Can President Obama's big jobs plan actually reinvigorate the sluggish economy? Rep. George Miller of California, the top Democrat on the House Education and the Workforce Committee, wants to know the answer to that question. He's hoping that Rep. John Kline, R-Minn., the chairman of the panel, will start hearings immediately on whether or not the jobs plan could work.
Miller sent a letter on Friday to Kline asking that the committee get started immediately.
Specifically, Miller wants to see the panel take a look at the education portion of the nearly $450 billion jobs plan, which Obama is slated to send to Congress today. The plan includes $25 billion for K-12 school construction, $5 billion for community college renovations, and $30 billion to avert teacher layoffs and spur hiring at schools.
In the letter, Miller says that 85,000 school personnel this summer received pink slips (which, in educationland, isn't always the same thing as being laid off). That brings the total number of education workers laid off since 2008 to a whopping 290,000, Miller says. That had led to larger class sizes, Miller argues, and could jeopardize the nation's economic future.
Miller also wants the committee, which has jurisdiction over labor issues, to look into some of the president's workforce proposals, including a $5 billion "Pathways Back to Work" program, which would cover the cost of jobs training programs, including summer employment for disadvantaged youth.
A spokeswoman for Kline didn't respond immediately to a request for reaction to Miller's letter. UPDATE: - Alexandra Sollberger, a spokeswoman for the House Education and Labor Committee, emailed to say, "No committee activity surrounding the president's proposal has been scheduled at this time. Once we receive the proposal and have an opportunity to review the details, we'll be able to make a decisions about next steps. Please stay tuned."
But, Kline and other committee Republicans are clearly skeptical about the plan, which they essentially argue is throwing good money after bad (aka the stimulus). GOP lawmakers also say that more money for education hasn't lead to better student outcomes.
And, they argue, school districts around the country aren't doing enough to cut costs while ensuring that students aren't effected, in part because most continue to rely on a "last hired, first fired" system for deciding which teachers to lay off first.

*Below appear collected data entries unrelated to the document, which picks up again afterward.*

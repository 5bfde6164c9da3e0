//! Events emitted by the scan pipeline for UI integration.
//!
//! The pipeline never renders anything itself. Every state change is pushed
//! through an `EventSink`; notices are the transient toasts of the UI.

use serde::Serialize;
use tokio::sync::mpsc::UnboundedSender;
use uuid::Uuid;

use super::types::{InputMode, QualityVerdict, ResultKind, SkinVerdict};
use super::ScanError;

#[derive(Debug, Clone, Copy, PartialEq, Eq, Serialize)]
#[serde(rename_all = "snake_case")]
pub enum NoticeLevel {
    Info,
    Warning,
    Error,
}

#[derive(Debug, Clone, PartialEq, Serialize)]
#[serde(tag = "type", rename_all = "snake_case")]
pub enum ScanEvent {
    InputChanged {
        mode: InputMode,
        has_image: bool,
        symptom_chars: usize,
    },
    ImageAttached {
        attachment_id: Uuid,
        width: u32,
        height: u32,
    },
    QualityResolved {
        attachment_id: Uuid,
        verdict: QualityVerdict,
    },
    SkinResolved {
        attachment_id: Uuid,
        verdict: SkinVerdict,
    },
    AnalysisStarted {
        generation: u64,
        kind: ResultKind,
    },
    Progress {
        generation: u64,
        percent: u8,
    },
    ResultReady {
        generation: u64,
        kind: ResultKind,
        result_id: String,
    },
    Reset {
        generation: u64,
    },
    Shared {
        result_id: String,
        consent: bool,
    },
    Notice {
        level: NoticeLevel,
        message: String,
        retryable: bool,
    },
}

impl ScanEvent {
    /// Toast for a recoverable pipeline error.
    pub fn notice_for(err: &ScanError) -> Self {
        let level = match err {
            ScanError::ValidationTransientFailure(_) | ScanError::Share(_) => NoticeLevel::Warning,
            _ => NoticeLevel::Error,
        };
        Self::Notice {
            level,
            message: err.user_message(),
            retryable: err.is_retryable(),
        }
    }
}

/// Receives pipeline events. Must not block.
pub trait EventSink: Send + Sync {
    fn emit(&self, event: ScanEvent);
}

/// Discards every event.
pub struct NullSink;

impl EventSink for NullSink {
    fn emit(&self, _event: ScanEvent) {}
}

/// Forwards events over an unbounded tokio channel.
pub struct ChannelSink {
    tx: UnboundedSender<ScanEvent>,
}

impl ChannelSink {
    pub fn new(tx: UnboundedSender<ScanEvent>) -> Self {
        Self { tx }
    }
}

impl EventSink for ChannelSink {
    fn emit(&self, event: ScanEvent) {
        if self.tx.send(event).is_err() {
            tracing::trace!("Scan event dropped: receiver closed");
        }
    }
}

#[cfg(test)]
mod tests {
    use super::*;
    use crate::scan::BackendError;

    #[tokio::test]
    async fn channel_sink_forwards_events() {
        let (tx, mut rx) = tokio::sync::mpsc::unbounded_channel();
        let sink = ChannelSink::new(tx);
        sink.emit(ScanEvent::Reset { generation: 3 });
        assert_eq!(rx.recv().await, Some(ScanEvent::Reset { generation: 3 }));
    }

    #[test]
    fn channel_sink_tolerates_closed_receiver() {
        let (tx, rx) = tokio::sync::mpsc::unbounded_channel();
        drop(rx);
        ChannelSink::new(tx).emit(ScanEvent::Reset { generation: 1 });
    }

    #[test]
    fn share_failure_is_a_warning() {
        let event = ScanEvent::notice_for(&ScanError::Share(BackendError::Timeout));
        match event {
            ScanEvent::Notice { level, retryable, .. } => {
                assert_eq!(level, NoticeLevel::Warning);
                assert!(retryable);
            }
            other => panic!("unexpected event {other:?}"),
        }
    }

    #[test]
    fn events_serialize_with_type_tag() {
        let json = serde_json::to_string(&ScanEvent::Progress {
            generation: 2,
            percent: 41,
        })
        .unwrap();
        assert_eq!(json, r#"{"type":"progress","generation":2,"percent":41}"#);
    }
}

That doesn't take teacher effectiveness into account, GOP lawmakers say. They're also worried the president's school construction initative could mean more regulation of the school facilities industry and a "federal takeover" of K-12 construction.
Also, for those of you watching the long stalled and still stuck reauthorization of the Elementary and Secondary Education Act, the jobs proposal could set up yet another stumbling block to completing it this year. In his letter, Miller asked Kline to get going to reauthorization of the Workforce Investment Act, or WIA. That's the law that governs job training programs. But a new focus on WIA might take attention from ESEA.